▶ Task instructions
In the entries below, find the line with "CorsLayer::new()" and the line with "Router::new()". Return those two lines and all lines between them, exactly.

Entries taken from a collection
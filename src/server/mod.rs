//! HTTP relay exposing keyword generation, prompt generation and the
//! OpenRouter model catalog.

pub mod error;
pub mod handlers;
pub mod headers;

use crate::ai::ProviderFactory;
use crate::models::ServerConfig;
use crate::Result;
use axum::http::{header, HeaderName, Method};
use axum::routing::post;
use axum::Router;
use std::time::Duration;
use tokio::net::TcpListener;
use tower_http::cors::{Any, CorsLayer};
use tracing::info;

/// Immutable per-server state shared by every handler.
#[derive(Clone)]
pub struct AppState {
    pub providers: ProviderFactory,
    pub prompt_delay: Duration,
}

impl AppState {
    pub fn from_config(config: &ServerConfig) -> Self {
        Self {
            providers: ProviderFactory::from_config(config),
            prompt_delay: config.prompt_delay,
        }
    }
}

fn cors_layer() -> CorsLayer {
    CorsLayer::new()
        .allow_origin(Any)
        .allow_methods([Method::POST, Method::OPTIONS])
        .allow_headers([
            header::CONTENT_TYPE,
            header::AUTHORIZATION,
            HeaderName::from_static(headers::X_PROVIDER),
            HeaderName::from_static(headers::X_API_KEY),
            HeaderName::from_static(headers::X_MODEL),
        ])
}

pub fn router(state: AppState) -> Router {
    Router::new()
        .route("/api/keywords/generate", post(handlers::generate_keywords))
        .route("/api/prompts/generate", post(handlers::generate_prompts))
        .route(
            "/api/openrouter/models",
            post(handlers::list_openrouter_models),
        )
        .layer(cors_layer())
        .with_state(state)
}

/// Serves the relay on an already-bound listener until Ctrl-C.
pub async fn serve_on(listener: TcpListener, state: AppState) -> Result<()> {
    info!("Relay listening on {}", listener.local_addr()?);
    axum::serve(listener, router(state))
        .with_graceful_shutdown(shutdown_signal())
        .await?;
    Ok(())
}

/// Binds `config.host:config.port` and serves the relay.
pub async fn serve(config: &ServerConfig) -> Result<()> {
    let addr = format!("{}:{}", config.host, config.port);
    let listener = TcpListener::bind(&addr).await?;
    serve_on(listener, AppState::from_config(config)).await
}

async fn shutdown_signal() {
    if let Err(e) = tokio::signal::ctrl_c().await {
        tracing::error!("Failed to listen for shutdown signal: {}", e);
        std::future::pending::<()>().await;
    }
    info!("Shutdown signal received");
}
use super::client::GeminiHttpClient;
use super::types::{Content, GenerateContentRequest, GenerateContentResponse, GenerationConfig};
use crate::ai::{CompletionRequest, CompletionService, Task, TEMPERATURE, TOP_K, TOP_P};
use crate::models::Provider;
use crate::{Error, Result};
use async_trait::async_trait;
use std::time::Duration;

pub struct GeminiChatClient {
    http: GeminiHttpClient,
}

impl GeminiChatClient {
    pub fn new(api_key: String, model: String) -> Self {
        Self::new_with_client(api_key, model, reqwest::Client::new(), Duration::from_secs(30))
    }

    pub fn new_with_client(
        api_key: String,
        model: String,
        client: reqwest::Client,
        timeout: Duration,
    ) -> Self {
        Self {
            http: GeminiHttpClient::new_with_client(api_key, model, timeout, client),
        }
    }

    pub fn with_base_url(mut self, base_url: String) -> Self {
        self.http = self.http.with_base_url(base_url);
        self
    }

    fn max_output_tokens(task: Task) -> u32 {
        match task {
            Task::Keywords | Task::Prompt => 1000,
            Task::BatchPrompts => 2000,
        }
    }

    fn build_request(request: &CompletionRequest) -> GenerateContentRequest {
        GenerateContentRequest {
            contents: vec![Content::text(Some("user"), request.instruction.as_str())],
            generation_config: GenerationConfig {
                temperature: TEMPERATURE,
                top_p: TOP_P,
                top_k: TOP_K,
                max_output_tokens: Self::max_output_tokens(request.task),
            },
        }
    }
}

#[async_trait]
impl CompletionService for GeminiChatClient {
    async fn complete(&self, request: &CompletionRequest) -> Result<String> {
        let payload = Self::build_request(request);
        let response: GenerateContentResponse = self.http.generate_content(&payload).await?;

        response
            .first_text()
            .map(str::to_string)
            .ok_or(Error::NoContent(Provider::Gemini))
    }
}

▶ Answer box
    CorsLayer::new()
        .allow_origin(Any)
        .allow_methods([Method::POST, Method::OPTIONS])
        .allow_headers([
            header::CONTENT_TYPE,
            header::AUTHORIZATION,
            HeaderName::from_static(headers::X_PROVIDER),
            HeaderName::from_static(headers::X_API_KEY),
            HeaderName::from_static(headers::X_MODEL),
        ])
}

pub fn router(state: AppState) -> Router {
    Router::new()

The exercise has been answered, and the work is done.